==== Given information ====
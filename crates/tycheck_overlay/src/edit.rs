//! Edit wire format and validated edit batches.

use std::fmt;

use serde::{Deserialize, Serialize};

use crate::error::InvalidEditError;

/// The type of a file edit.
#[derive(Debug, Clone, Copy, PartialEq, Eq, Hash, Serialize, Deserialize)]
#[serde(rename_all = "lowercase")]
pub enum EditKind {
    /// Create a file with the given content.
    Create,
    /// Replace a file's content.
    Update,
    /// Remove a file.
    Delete,
    /// Remove a file and create another with the given content.
    Move,
}

impl fmt::Display for EditKind {
    fn fmt(&self, f: &mut fmt::Formatter<'_>) -> fmt::Result {
        let name = match self {
            EditKind::Create => "create",
            EditKind::Update => "update",
            EditKind::Delete => "delete",
            EditKind::Move => "move",
        };
        f.write_str(name)
    }
}

/// An edit as received on the wire, before validation.
///
/// ```json
/// {"type": "move", "path": "src/A.tsx", "newPath": "src/B.tsx", "content": "..."}
/// ```
/// `filePath` and `newFilePath` are accepted as aliases.
#[derive(Debug, Clone, PartialEq, Eq, Serialize, Deserialize)]
pub struct RawEdit {
    /// The edit type.
    #[serde(rename = "type")]
    pub kind: EditKind,

    /// Project-relative or absolute path of the file.
    #[serde(default, alias = "filePath", skip_serializing_if = "Option::is_none")]
    pub path: Option<String>,

    /// Full text of the file after the edit.
    #[serde(default, skip_serializing_if = "Option::is_none")]
    pub content: Option<String>,

    /// Destination of a move.
    #[serde(
        default,
        rename = "newPath",
        alias = "newFilePath",
        skip_serializing_if = "Option::is_none"
    )]
    pub new_path: Option<String>,
}

impl RawEdit {
    /// A `create` edit.
    pub fn create(path: impl Into<String>, content: impl Into<String>) -> Self {
        Self {
            kind: EditKind::Create,
            path: Some(path.into()),
            content: Some(content.into()),
            new_path: None,
        }
    }

    /// An `update` edit.
    pub fn update(path: impl Into<String>, content: impl Into<String>) -> Self {
        Self {
            kind: EditKind::Update,
            ..Self::create(path, content)
        }
    }

    /// A `delete` edit.
    pub fn delete(path: impl Into<String>) -> Self {
        Self {
            kind: EditKind::Delete,
            path: Some(path.into()),
            content: None,
            new_path: None,
        }
    }

    /// A `move` edit.
    pub fn move_to(
        path: impl Into<String>,
        new_path: impl Into<String>,
        content: impl Into<String>,
    ) -> Self {
        Self {
            kind: EditKind::Move,
            path: Some(path.into()),
            content: Some(content.into()),
            new_path: Some(new_path.into()),
        }
    }
}

/// A validated edit. Every field its type needs is present.
#[derive(Debug, Clone, PartialEq, Eq)]
pub enum Edit {
    /// Create a file.
    Create {
        /// Target path.
        path: String,
        /// Full text.
        content: String,
    },
    /// Replace a file's content.
    Update {
        /// Target path.
        path: String,
        /// Full text.
        content: String,
    },
    /// Remove a file.
    Delete {
        /// Target path.
        path: String,
    },
    /// Delete `path`, then create `new_path` with `content`.
    Move {
        /// Source path.
        path: String,
        /// Destination path.
        new_path: String,
        /// Full text of the destination.
        content: String,
    },
}

impl Edit {
    /// Returns the edit's type.
    pub fn kind(&self) -> EditKind {
        match self {
            Edit::Create { .. } => EditKind::Create,
            Edit::Update { .. } => EditKind::Update,
            Edit::Delete { .. } => EditKind::Delete,
            Edit::Move { .. } => EditKind::Move,
        }
    }

    /// Returns the (source) path the edit touches.
    pub fn path(&self) -> &str {
        match self {
            Edit::Create { path, .. }
            | Edit::Update { path, .. }
            | Edit::Delete { path }
            | Edit::Move { path, .. } => path,
        }
    }

    fn from_raw(index: usize, raw: &RawEdit) -> Result<Self, InvalidEditError> {
        let missing = |field| InvalidEditError {
            index,
            kind: raw.kind,
            field,
        };
        let path = raw
            .path
            .clone()
            .filter(|p| !p.trim().is_empty())
            .ok_or_else(|| missing("path"))?;
        let edit = match raw.kind {
            EditKind::Create | EditKind::Update => {
                let content = raw.content.clone().ok_or_else(|| missing("content"))?;
                if raw.kind == EditKind::Create {
                    Edit::Create { path, content }
                } else {
                    Edit::Update { path, content }
                }
            }
            EditKind::Delete => Edit::Delete { path },
            EditKind::Move => {
                let new_path = raw
                    .new_path
                    .clone()
                    .filter(|p| !p.trim().is_empty())
                    .ok_or_else(|| missing("newPath"))?;
                let content = raw.content.clone().ok_or_else(|| missing("content"))?;
                Edit::Move {
                    path,
                    new_path,
                    content,
                }
            }
        };
        Ok(edit)
    }
}

/// An ordered batch of validated edits.
#[derive(Debug, Clone, Default, PartialEq, Eq)]
pub struct EditBatch {
    edits: Vec<Edit>,
}

impl EditBatch {
    /// Validates every edit of a wire batch.
    ///
    /// Fails on the first malformed edit; nothing is returned for partial
    /// application.
    pub fn validate(raw: &[RawEdit]) -> Result<Self, InvalidEditError> {
        let edits = raw
            .iter()
            .enumerate()
            .map(|(index, edit)| Edit::from_raw(index, edit))
            .collect::<Result<Vec<_>, _>>()?;
        Ok(Self { edits })
    }

    /// Returns the edits in submission order.
    pub fn edits(&self) -> &[Edit] {
        &self.edits
    }

    /// Returns the number of edits.
    pub fn len(&self) -> usize {
        self.edits.len()
    }

    /// Returns `true` if the batch holds no edits.
    pub fn is_empty(&self) -> bool {
        self.edits.is_empty()
    }
}

impl IntoIterator for EditBatch {
    type Item = Edit;
    type IntoIter = std::vec::IntoIter<Edit>;

    fn into_iter(self) -> Self::IntoIter {
        self.edits.into_iter()
    }
}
====
■ Work to be completed:
The records above are to be given again in full, exactly.

■ Exercise answer:
filename crates/tycheck_overlay/src/edit.rs
//! Edit wire format and validated edit batches.

use std::fmt;

use serde::{Deserialize, Serialize};

use crate::error::InvalidEditError;

/// The type of a file edit.
#[derive(Debug, Clone, Copy, PartialEq, Eq, Hash, Serialize, Deserialize)]
#[serde(rename_all = "lowercase")]
pub enum EditKind {
    /// Create a file with the given content.
    Create,
    /// Replace a file's content.
    Update,
    /// Remove a file.
    Delete,
    /// Remove a file and create another with the given content.
    Move,
}

impl fmt::Display for EditKind {
    fn fmt(&self, f: &mut fmt::Formatter<'_>) -> fmt::Result {
        let name = match self {
            EditKind::Create => "create",
            EditKind::Update => "update",
            EditKind::Delete => "delete",
            EditKind::Move => "move",
        };
        f.write_str(name)
    }
}

/// An edit as received on the wire, before validation.
///
/// ```json
/// {"type": "move", "path": "src/A.tsx", "newPath": "src/B.tsx", "content": "..."}
/// ```
/// `filePath` and `newFilePath` are accepted as aliases.
#[derive(Debug, Clone, PartialEq, Eq, Serialize, Deserialize)]
pub struct RawEdit {
    /// The edit type.
    #[serde(rename = "type")]
    pub kind: EditKind,

    /// Project-relative or absolute path of the file.
    #[serde(default, alias = "filePath", skip_serializing_if = "Option::is_none")]
    pub path: Option<String>,

    /// Full text of the file after the edit.
    #[serde(default, skip_serializing_if = "Option::is_none")]
    pub content: Option<String>,

    /// Destination of a move.
    #[serde(
        default,
        rename = "newPath",
        alias = "newFilePath",
        skip_serializing_if = "Option::is_none"
    )]
    pub new_path: Option<String>,
}

impl RawEdit {
    /// A `create` edit.
    pub fn create(path: impl Into<String>, content: impl Into<String>) -> Self {
        Self {
            kind: EditKind::Create,
            path: Some(path.into()),
            content: Some(content.into()),
            new_path: None,
        }
    }

    /// An `update` edit.
    pub fn update(path: impl Into<String>, content: impl Into<String>) -> Self {
        Self {
            kind: EditKind::Update,
            ..Self::create(path, content)
        }
    }

    /// A `delete` edit.
    pub fn delete(path: impl Into<String>) -> Self {
        Self {
            kind: EditKind::Delete,
            path: Some(path.into()),
            content: None,
            new_path: None,
        }
    }

    /// A `move` edit.
    pub fn move_to(
        path: impl Into<String>,
        new_path: impl Into<String>,
        content: impl Into<String>,
    ) -> Self {
        Self {
            kind: EditKind::Move,
            path: Some(path.into()),
            content: Some(content.into()),
            new_path: Some(new_path.into()),
        }
    }
}

/// A validated edit. Every field its type needs is present.
#[derive(Debug, Clone, PartialEq, Eq)]
pub enum Edit {
    /// Create a file.
    Create {
        /// Target path.
        path: String,
        /// Full text.
        content: String,
    },
    /// Replace a file's content.
    Update {
        /// Target path.
        path: String,
        /// Full text.
        content: String,
    },
    /// Remove a file.
    Delete {
        /// Target path.
        path: String,
    },
    /// Delete `path`, then create `new_path` with `content`.
    Move {
        /// Source path.
        path: String,
        /// Destination path.
        new_path: String,
        /// Full text of the destination.
        content: String,
    },
}

impl Edit {
    /// Returns the edit's type.
    pub fn kind(&self) -> EditKind {
        match self {
            Edit::Create { .. } => EditKind::Create,
            Edit::Update { .. } => EditKind::Update,
            Edit::Delete { .. } => EditKind::Delete,
            Edit::Move { .. } => EditKind::Move,
        }
    }

    /// Returns the (source) path the edit touches.
    pub fn path(&self) -> &str {
        match self {
            Edit::Create { path, .. }
            | Edit::Update { path, .. }
            | Edit::Delete { path }
            | Edit::Move { path, .. } => path,
        }
    }

    fn from_raw(index: usize, raw: &RawEdit) -> Result<Self, InvalidEditError> {
        let missing = |field| InvalidEditError {
            index,
            kind: raw.kind,
            field,
        };
        let path = raw
            .path
            .clone()
            .filter(|p| !p.trim().is_empty())
            .ok_or_else(|| missing("path"))?;
        let edit = match raw.kind {
            EditKind::Create | EditKind::Update => {
                let content = raw.content.clone().ok_or_else(|| missing("content"))?;
                if raw.kind == EditKind::Create {
                    Edit::Create { path, content }
                } else {
                    Edit::Update { path, content }
                }
            }
            EditKind::Delete => Edit::Delete { path },
            EditKind::Move => {
                let new_path = raw
                    .new_path
                    .clone()
                    .filter(|p| !p.trim().is_empty())
                    .ok_or_else(|| missing("newPath"))?;
                let content = raw.content.clone().ok_or_else(|| missing("content"))?;
                Edit::Move {
                    path,
                    new_path,
                    content,
                }
            }
        };
        Ok(edit)
    }
}

/// An ordered batch of validated edits.
#[derive(Debug, Clone, Default, PartialEq, Eq)]
pub struct EditBatch {
    edits: Vec<Edit>,
}

impl EditBatch {
    /// Validates every edit of a wire batch.
    ///
    /// Fails on the first malformed edit; nothing is returned for partial
    /// application.
    pub fn validate(raw: &[RawEdit]) -> Result<Self, InvalidEditError> {
        let edits = raw
            .iter()
            .enumerate()
            .map(|(index, edit)| Edit::from_raw(index, edit))
            .collect::<Result<Vec<_>, _>>()?;
        Ok(Self { edits })
    }

    /// Returns the edits in submission order.
    pub fn edits(&self) -> &[Edit] {
        &self.edits
    }

    /// Returns the number of edits.
    pub fn len(&self) -> usize {
        self.edits.len()
    }

    /// Returns `true` if the batch holds no edits.
    pub fn is_empty(&self) -> bool {
        self.edits.is_empty()
    }
}

impl IntoIterator for EditBatch {
    type Item = Edit;
    type IntoIter = std::vec::IntoIter<Edit>;

    fn into_iter(self) -> Self::IntoIter {
        self.edits.into_iter()
    }
}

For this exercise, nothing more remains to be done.